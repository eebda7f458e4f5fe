//! # Close Degree Test Suite
//!
//! Drives the create/open/close sequences of every close degree against one
//! shared physical file and checks which handles survive each close.
//!
//! ## Test Categories
//!
//! 1. **Open compatibility**: a second open must request the same degree
//! 2. **Strong**: last close force-closes open objects
//! 3. **Semi**: last close is refused while objects are open
//! 4. **Weak**: objects outlive the file handles
//! 5. **Default**: resolves to the registry's configured degree
//!
//! ## Usage
//!
//! ```sh
//! cargo test --test close_degree
//! ```

use std::path::Path;

use h5lite::dataset::{DatasetCreateProps, Dataspace, Datatype, Hyperslab};
use h5lite::{
    error_kind, AccessMode, CloseDegree, CreateMode, EffectiveDegree, ErrorKind, FileAccessProps,
    FileCreateProps, FileScope, Hid, ObjectMask, Registry, RegistryConfig,
};
use tempfile::tempdir;

// ============================================================================
// HELPER FUNCTIONS
// ============================================================================

struct Objects {
    dset: Hid,
    group1: Hid,
    group2: Hid,
    group3: Hid,
}

fn fapl(degree: CloseDegree) -> FileAccessProps {
    FileAccessProps::new().close_degree(degree)
}

fn create(reg: &Registry, path: &Path, degree: CloseDegree) -> Hid {
    reg.create_file(path, CreateMode::Truncate, &FileCreateProps::new(), &fapl(degree))
        .unwrap()
}

fn open(reg: &Registry, path: &Path, degree: CloseDegree) -> eyre::Result<Hid> {
    reg.open_file(path, AccessMode::ReadWrite, &fapl(degree))
}

/// One dataset through `fid1`, one group created and opened twice through
/// `fid2`. Checks the counts before and after.
fn create_objects(reg: &Registry, fid1: Hid, fid2: Hid) -> Objects {
    assert_eq!(reg.count_open_objects(FileScope::File(fid1), ObjectMask::ALL).unwrap(), 2);
    assert_eq!(reg.count_open_objects(FileScope::File(fid2), ObjectMask::ALL).unwrap(), 2);
    assert_eq!(reg.count_open_objects(FileScope::File(fid1), ObjectMask::OBJECTS).unwrap(), 0);

    let dset = reg
        .create_dataset(
            fid1,
            "/dset",
            Datatype::i32(),
            Dataspace::simple(&[4, 6]).unwrap(),
            &DatasetCreateProps::new(),
        )
        .unwrap();
    let mut data = Vec::new();
    for i in 0..4i32 {
        for j in 0..6i32 {
            data.extend_from_slice(&(i * 10 + j).to_le_bytes());
        }
    }
    reg.write_dataset(dset, &Hyperslab::all(&[4, 6]), &data).unwrap();

    let group1 = reg.create_group(fid2, "/group").unwrap();
    let group2 = reg.open_group(fid2, "/group").unwrap();
    let group3 = reg.open_group(fid2, "/group").unwrap();

    for fid in [fid1, fid2] {
        assert_eq!(reg.count_open_objects(FileScope::File(fid), ObjectMask::ALL).unwrap(), 6);
        assert_eq!(reg.count_open_objects(FileScope::File(fid), ObjectMask::OBJECTS).unwrap(), 4);
    }

    Objects {
        dset,
        group1,
        group2,
        group3,
    }
}

// ============================================================================
// OPEN COMPATIBILITY
// ============================================================================

#[test]
fn default_file_refuses_strong_open() {
    let dir = tempdir().unwrap();
    let path = dir.path().join("tfile1.h5");
    let reg = Registry::new();
    let fid1 = create(&reg, &path, CloseDegree::Default);

    let err = open(&reg, &path, CloseDegree::Strong).unwrap_err();
    assert_eq!(error_kind(&err), ErrorKind::IncompatibleCloseDegree);

    let fid2 = open(&reg, &path, CloseDegree::Default).unwrap();
    reg.close_file(fid1).unwrap();
    reg.close_file(fid2).unwrap();
}

#[test]
fn default_file_accepts_weak_open() {
    let dir = tempdir().unwrap();
    let path = dir.path().join("tfile1.h5");
    let reg = Registry::new();
    let fid1 = create(&reg, &path, CloseDegree::Default);

    let fid2 = open(&reg, &path, CloseDegree::Weak).unwrap();

    reg.close_file(fid1).unwrap();
    reg.close_file(fid2).unwrap();
    assert_eq!(reg.open_file_count(), 0);
}

// ============================================================================
// STRONG
// ============================================================================

#[test]
fn strong_close_force_closes_objects() {
    let dir = tempdir().unwrap();
    let path = dir.path().join("tfile1.h5");
    let reg = Registry::new();
    let fid1 = create(&reg, &path, CloseDegree::Strong);

    let err = open(&reg, &path, CloseDegree::Weak).unwrap_err();
    assert_eq!(error_kind(&err), ErrorKind::IncompatibleCloseDegree);
    let fid2 = open(&reg, &path, CloseDegree::Strong).unwrap();

    let objs = create_objects(&reg, fid1, fid2);

    reg.close_file(fid1).unwrap();
    assert!(reg.is_valid(objs.dset));
    reg.close_file(fid2).unwrap();

    for hid in [objs.dset, objs.group1, objs.group2, objs.group3] {
        assert!(!reg.is_valid(hid));
        let err = reg.close_group(hid).unwrap_err();
        assert_eq!(error_kind(&err), ErrorKind::InvalidHandle);
    }
    assert_eq!(reg.count_open_objects(FileScope::All, ObjectMask::ALL).unwrap(), 0);
    assert_eq!(reg.open_file_count(), 0);
}

// ============================================================================
// SEMI
// ============================================================================

#[test]
fn semi_close_refused_until_objects_closed() {
    let dir = tempdir().unwrap();
    let path = dir.path().join("tfile1.h5");
    let reg = Registry::new();
    let fid1 = create(&reg, &path, CloseDegree::Semi);

    let err = open(&reg, &path, CloseDegree::Default).unwrap_err();
    assert_eq!(error_kind(&err), ErrorKind::IncompatibleCloseDegree);
    let fid2 = open(&reg, &path, CloseDegree::Semi).unwrap();

    let objs = create_objects(&reg, fid1, fid2);

    reg.close_file(fid1).unwrap();
    let err = reg.close_file(fid2).unwrap_err();
    assert_eq!(error_kind(&err), ErrorKind::ObjectsStillOpen);
    assert!(reg.is_valid(fid2));

    reg.close_dataset(objs.dset).unwrap();
    reg.close_group(objs.group1).unwrap();
    reg.close_group(objs.group2).unwrap();
    let err = reg.close_file(fid2).unwrap_err();
    assert_eq!(error_kind(&err), ErrorKind::ObjectsStillOpen);

    reg.close_group(objs.group3).unwrap();
    reg.close_file(fid2).unwrap();

    assert_eq!(reg.open_file_count(), 0);
}

// ============================================================================
// WEAK
// ============================================================================

#[test]
fn weak_objects_outlive_file_handles() {
    let dir = tempdir().unwrap();
    let path = dir.path().join("tfile1.h5");
    let reg = Registry::new();
    let fid1 = create(&reg, &path, CloseDegree::Weak);

    let err = open(&reg, &path, CloseDegree::Semi).unwrap_err();
    assert_eq!(error_kind(&err), ErrorKind::IncompatibleCloseDegree);
    let fid2 = open(&reg, &path, CloseDegree::Default).unwrap();

    let objs = create_objects(&reg, fid1, fid2);
    assert_eq!(reg.count_open_objects(FileScope::All, ObjectMask::FILE).unwrap(), 2);

    reg.close_file(fid1).unwrap();
    reg.close_file(fid2).unwrap();

    assert_eq!(reg.count_open_objects(FileScope::All, ObjectMask::FILE).unwrap(), 0);
    assert_eq!(reg.count_open_objects(FileScope::All, ObjectMask::ALL).unwrap(), 4);
    assert_eq!(reg.open_file_count(), 1);

    let data = reg.read_dataset(objs.dset, &Hyperslab::new(&[1, 2], &[1, 1]).unwrap()).unwrap();
    assert_eq!(data, 12i32.to_le_bytes());

    reg.close_dataset(objs.dset).unwrap();
    reg.close_group(objs.group1).unwrap();
    reg.close_group(objs.group2).unwrap();
    assert_eq!(reg.open_file_count(), 1);
    reg.close_group(objs.group3).unwrap();

    assert_eq!(reg.open_file_count(), 0);
}

#[test]
fn weak_file_is_reopened_with_its_content() {
    let dir = tempdir().unwrap();
    let path = dir.path().join("tfile1.h5");
    let reg = Registry::new();
    let fid1 = create(&reg, &path, CloseDegree::Weak);
    let fid2 = open(&reg, &path, CloseDegree::Weak).unwrap();
    let objs = create_objects(&reg, fid1, fid2);
    reg.close_file(fid1).unwrap();
    reg.close_file(fid2).unwrap();
    for g in [objs.group1, objs.group2, objs.group3] {
        reg.close_group(g).unwrap();
    }
    reg.close_dataset(objs.dset).unwrap();

    let fid = open(&reg, &path, CloseDegree::Strong).unwrap();

    let dset = reg.open_dataset(fid, "dset").unwrap();
    assert_eq!(reg.dataset_extent(dset).unwrap(), vec![4, 6]);
    reg.open_group(fid, "group").unwrap();
    reg.close_file(fid).unwrap();
    assert!(!reg.is_valid(dset));
}

// ============================================================================
// DEFAULT
// ============================================================================

#[test]
fn default_degree_behaves_weak() {
    let dir = tempdir().unwrap();
    let path = dir.path().join("tfile1.h5");
    let reg = Registry::new();
    let fid1 = create(&reg, &path, CloseDegree::Default);

    let err = open(&reg, &path, CloseDegree::Semi).unwrap_err();
    assert_eq!(error_kind(&err), ErrorKind::IncompatibleCloseDegree);
    let fid2 = open(&reg, &path, CloseDegree::Default).unwrap();
    assert_eq!(reg.file_access_props(fid2).unwrap().degree(), CloseDegree::Weak);

    let objs = create_objects(&reg, fid1, fid2);

    reg.close_file(fid1).unwrap();
    reg.close_file(fid2).unwrap();
    reg.close_dataset(objs.dset).unwrap();
    reg.close_group(objs.group1).unwrap();
    reg.close_group(objs.group2).unwrap();
    reg.close_group(objs.group3).unwrap();

    assert_eq!(reg.count_open_objects(FileScope::All, ObjectMask::ALL).unwrap(), 0);
    assert_eq!(reg.open_file_count(), 0);
}

#[test]
fn configured_default_degree_applies() {
    let dir = tempdir().unwrap();
    let path = dir.path().join("tfile1.h5");
    let reg = Registry::with_config(
        RegistryConfig::default().default_close_degree(EffectiveDegree::Strong),
    );
    let fid = create(&reg, &path, CloseDegree::Default);
    let gid = reg.create_group(fid, "g").unwrap();

    let err = open(&reg, &path, CloseDegree::Weak).unwrap_err();
    assert_eq!(error_kind(&err), ErrorKind::IncompatibleCloseDegree);
    assert_eq!(reg.file_access_props(fid).unwrap().degree(), CloseDegree::Strong);

    reg.close_file(fid).unwrap();
    assert!(!reg.is_valid(gid));
}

* **GOAL OF THE EXERCISE**:
Given the data above, transcribe exactly the lines from the one containing "the same degree" down to the one containing "before and after.", and no others.

* **COMPLETED EXERCISE**:
//! 1. **Open compatibility**: a second open must request the same degree
//! 2. **Strong**: last close force-closes open objects
//! 3. **Semi**: last close is refused while objects are open
//! 4. **Weak**: objects outlive the file handles
//! 5. **Default**: resolves to the registry's configured degree
//!
//! ## Usage
//!
//! ```sh
//! cargo test --test close_degree
//! ```

use std::path::Path;

use h5lite::dataset::{DatasetCreateProps, Dataspace, Datatype, Hyperslab};
use h5lite::{
    error_kind, AccessMode, CloseDegree, CreateMode, EffectiveDegree, ErrorKind, FileAccessProps,
    FileCreateProps, FileScope, Hid, ObjectMask, Registry, RegistryConfig,
};
use tempfile::tempdir;

// ============================================================================
// HELPER FUNCTIONS
// ============================================================================

struct Objects {
    dset: Hid,
    group1: Hid,
    group2: Hid,
    group3: Hid,
}

fn fapl(degree: CloseDegree) -> FileAccessProps {
    FileAccessProps::new().close_degree(degree)
}

fn create(reg: &Registry, path: &Path, degree: CloseDegree) -> Hid {
    reg.create_file(path, CreateMode::Truncate, &FileCreateProps::new(), &fapl(degree))
        .unwrap()
}

fn open(reg: &Registry, path: &Path, degree: CloseDegree) -> eyre::Result<Hid> {
    reg.open_file(path, AccessMode::ReadWrite, &fapl(degree))
}

/// One dataset through `fid1`, one group created and opened twice through
/// `fid2`. Checks the counts before and after.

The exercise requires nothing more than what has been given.